Task brief
Of the lines below, report only those that contain "write".

[Collected data]
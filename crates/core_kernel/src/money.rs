//! Money types with precise decimal arithmetic
//!
//! Premiums are derived through four to five chained multiplications
//! (rating factor, discounts, short-term coefficient, tax), so every amount is
//! carried as a `rust_decimal::Decimal`. Amounts are kept at 4 decimal places
//! internally; rounding to the currency's minor unit only happens on request.

use rust_decimal::Decimal;
use rust_decimal_macros::dec;
use serde::{Deserialize, Serialize};
use std::fmt;
use std::ops::{Add, Sub, Mul, Neg};
use std::str::FromStr;
use thiserror::Error;

/// Currency codes following ISO 4217
///
/// The insurer operates in the CFA franc zones; EUR and USD appear on
/// reinsurance and imported-vehicle valuations.
#[derive(Debug, Clone, Copy, PartialEq, Eq, Hash, Serialize, Deserialize)]
#[serde(rename_all = "UPPERCASE")]
pub enum Currency {
    /// West African CFA franc
    XOF,
    /// Central African CFA franc
    XAF,
    EUR,
    USD,
}

impl Currency {
    /// Returns the number of decimal places for this currency
    pub fn decimal_places(&self) -> u32 {
        match self {
            Currency::XOF | Currency::XAF => 0,
            Currency::EUR | Currency::USD => 2,
        }
    }

    /// Returns the currency symbol
    pub fn symbol(&self) -> &'static str {
        match self {
            Currency::XOF | Currency::XAF => "FCFA",
            Currency::EUR => "€",
            Currency::USD => "$",
        }
    }

    /// Returns the ISO 4217 code
    pub fn code(&self) -> &'static str {
        match self {
            Currency::XOF => "XOF",
            Currency::XAF => "XAF",
            Currency::EUR => "EUR",
            Currency::USD => "USD",
        }
    }
}

impl Default for Currency {
    fn default() -> Self {
        Currency::XOF
    }
}

impl fmt::Display for Currency {
    fn fmt(&self, f: &mut fmt::Formatter<'_>) -> fmt::Result {
        write!(f, "{}", self.code())
    }
}

impl FromStr for Currency {
    type Err = MoneyError;

    fn from_str(s: &str) -> Result<Self, Self::Err> {
        match s.trim().to_ascii_uppercase().as_str() {
            "XOF" => Ok(Currency::XOF),
            "XAF" => Ok(Currency::XAF),
            "EUR" => Ok(Currency::EUR),
            "USD" => Ok(Currency::USD),
            other => Err(MoneyError::UnknownCurrency(other.to_string())),
        }
    }
}

/// Errors that can occur during money operations
#[derive(Debug, Error, PartialEq, Eq)]
pub enum MoneyError {
    #[error("Currency mismatch: cannot operate on {0} and {1}")]
    CurrencyMismatch(String, String),

    #[error("Unknown currency: {0}")]
    UnknownCurrency(String),

    #[error("Division by zero")]
    DivisionByZero,
}

/// A monetary amount with associated currency
#[derive(Debug, Clone, Copy, PartialEq, Eq, Hash, Serialize, Deserialize)]
pub struct Money {
    amount: Decimal,
    currency: Currency,
}

impl Money {
    /// Creates a new Money value
    pub fn new(amount: Decimal, currency: Currency) -> Self {
        Self {
            amount: amount.round_dp(4),
            currency,
        }
    }

    /// Creates Money from an integer amount in minor units
    ///
    /// For the CFA francs the minor unit is the franc itself.
    pub fn from_minor(minor_units: i64, currency: Currency) -> Self {
        let divisor = Decimal::new(10_i64.pow(currency.decimal_places()), 0);
        Self::new(Decimal::new(minor_units, 0) / divisor, currency)
    }

    /// Creates a zero amount in the specified currency
    pub fn zero(currency: Currency) -> Self {
        Self {
            amount: dec!(0),
            currency,
        }
    }

    pub fn amount(&self) -> Decimal {
        self.amount
    }

    pub fn currency(&self) -> Currency {
        self.currency
    }

    pub fn is_zero(&self) -> bool {
        self.amount.is_zero()
    }

    /// Returns true if the amount is strictly positive
    pub fn is_positive(&self) -> bool {
        self.amount.is_sign_positive() && !self.amount.is_zero()
    }

    pub fn is_negative(&self) -> bool {
        self.amount.is_sign_negative() && !self.amount.is_zero()
    }

    /// Rounds to the currency's standard decimal places
    pub fn round_to_currency(&self) -> Self {
        Self {
            amount: self.amount.round_dp(self.currency.decimal_places()),
            currency: self.currency,
        }
    }

    /// Checked addition that returns an error on currency mismatch
    pub fn checked_add(&self, other: &Money) -> Result<Money, MoneyError> {
        self.ensure_same_currency(other)?;
        Ok(Self::new(self.amount + other.amount, self.currency))
    }

    /// Checked subtraction that returns an error on currency mismatch
    pub fn checked_sub(&self, other: &Money) -> Result<Money, MoneyError> {
        self.ensure_same_currency(other)?;
        Ok(Self::new(self.amount - other.amount, self.currency))
    }

    /// Multiplies by a scalar (e.g., a coefficient or a fractional rate)
    pub fn multiply(&self, factor: Decimal) -> Self {
        Self::new(self.amount * factor, self.currency)
    }

    /// Divides by a scalar
    pub fn divide(&self, divisor: Decimal) -> Result<Self, MoneyError> {
        if divisor.is_zero() {
            return Err(MoneyError::DivisionByZero);
        }
        Ok(Self::new(self.amount / divisor, self.currency))
    }

    /// Sums an iterator of amounts, all expected in `currency`
    pub fn sum<'a, I>(currency: Currency, items: I) -> Result<Money, MoneyError>
    where
        I: IntoIterator<Item = &'a Money>,
    {
        items
            .into_iter()
            .try_fold(Money::zero(currency), |acc, m| acc.checked_add(m))
    }

    fn ensure_same_currency(&self, other: &Money) -> Result<(), MoneyError> {
        if self.currency != other.currency {
            return Err(MoneyError::CurrencyMismatch(
                self.currency.to_string(),
                other.currency.to_string(),
            ));
        }
        Ok(())
    }
}

impl fmt::Display for Money {
    fn fmt(&self, f: &mut fmt::Formatter<'_>) -> fmt::Result {
        let dp = self.currency.decimal_places();
        write!(
            f,
            "{:.dp$} {}",
            self.amount,
            self.currency.symbol(),
            dp = dp as usize
        )
    }
}

impl Add for Money {
    type Output = Self;

    fn add(self, other: Self) -> Self {
        self.checked_add(&other)
            .expect("Currency mismatch in Money::add")
    }
}

impl Sub for Money {
    type Output = Self;

    fn sub(self, other: Self) -> Self {
        self.checked_sub(&other)
            .expect("Currency mismatch in Money::sub")
    }
}

impl Neg for Money {
    type Output = Self;

    fn neg(self) -> Self {
        Self::new(-self.amount, self.currency)
    }
}

impl Mul<Decimal> for Money {
    type Output = Self;

    fn mul(self, factor: Decimal) -> Self {
        self.multiply(factor)
    }
}

/// A rate stored as a fraction (0.145 for 14.5%)
#[derive(Debug, Clone, Copy, PartialEq, Eq, Hash, Serialize, Deserialize)]
#[serde(transparent)]
pub struct Rate {
    value: Decimal,
}

impl Rate {
    /// Creates a rate from a fraction (e.g., 0.10 for 10%)
    pub fn new(value: Decimal) -> Self {
        Self { value }
    }

    /// Creates a rate from a percentage (e.g., 2.50 for 2.50%)
    pub fn from_percentage(percentage: Decimal) -> Self {
        Self {
            value: percentage / dec!(100),
        }
    }

    pub fn zero() -> Self {
        Self { value: Decimal::ZERO }
    }

    pub fn as_decimal(&self) -> Decimal {
        self.value
    }

    pub fn as_percentage(&self) -> Decimal {
        self.value * dec!(100)
    }

    /// Applies this rate to a money amount
    pub fn apply(&self, money: &Money) -> Money {
        money.multiply(self.value)
    }
}

impl fmt::Display for Rate {
    fn fmt(&self, f: &mut fmt::Formatter<'_>) -> fmt::Result {
        write!(f, "{}%", self.as_percentage().normalize())
    }
}

#[cfg(test)]
mod tests {
    use super::*;

    #[test]
    fn test_money_creation() {
        let m = Money::new(dec!(150000), Currency::XOF);
        assert_eq!(m.amount(), dec!(150000));
        assert_eq!(m.currency(), Currency::XOF);
    }

    #[test]
    fn test_xof_has_no_minor_units() {
        let m = Money::from_minor(21750, Currency::XOF);
        assert_eq!(m.amount(), dec!(21750));
        assert_eq!(Money::new(dec!(1234.56), Currency::XOF).round_to_currency().amount(), dec!(1235));
    }

    #[test]
    fn test_currency_mismatch() {
        let xof = Money::new(dec!(100), Currency::XOF);
        let eur = Money::new(dec!(100), Currency::EUR);

        let result = xof.checked_add(&eur);
        assert!(matches!(result, Err(MoneyError::CurrencyMismatch(_, _))));
    }

    #[test]
    fn test_sum() {
        let items = [
            Money::new(dec!(5000), Currency::XOF),
            Money::new(dec!(3000), Currency::XOF),
            Money::new(dec!(8000), Currency::XOF),
        ];
        assert_eq!(Money::sum(Currency::XOF, &items).unwrap().amount(), dec!(16000));
        assert!(Money::sum(Currency::XOF, std::iter::empty()).unwrap().is_zero());
    }

    #[test]
    fn test_rate_application() {
        let tax = Rate::new(dec!(0.145));
        let net = Money::new(dec!(150000), Currency::XOF);
        assert_eq!(tax.apply(&net).amount(), dec!(21750));
        assert_eq!(tax.as_percentage(), dec!(14.5));
        assert_eq!(Rate::from_percentage(dec!(3.00)).as_decimal(), dec!(0.03));
    }

    #[test]
    fn test_currency_from_str() {
        assert_eq!("xof".parse::<Currency>().unwrap(), Currency::XOF);
        assert!("GBP".parse::<Currency>().is_err());
    }
}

Answer space
        write!(f, "{}", self.code())
        write!(
        write!(f, "{}%", self.as_percentage().normalize())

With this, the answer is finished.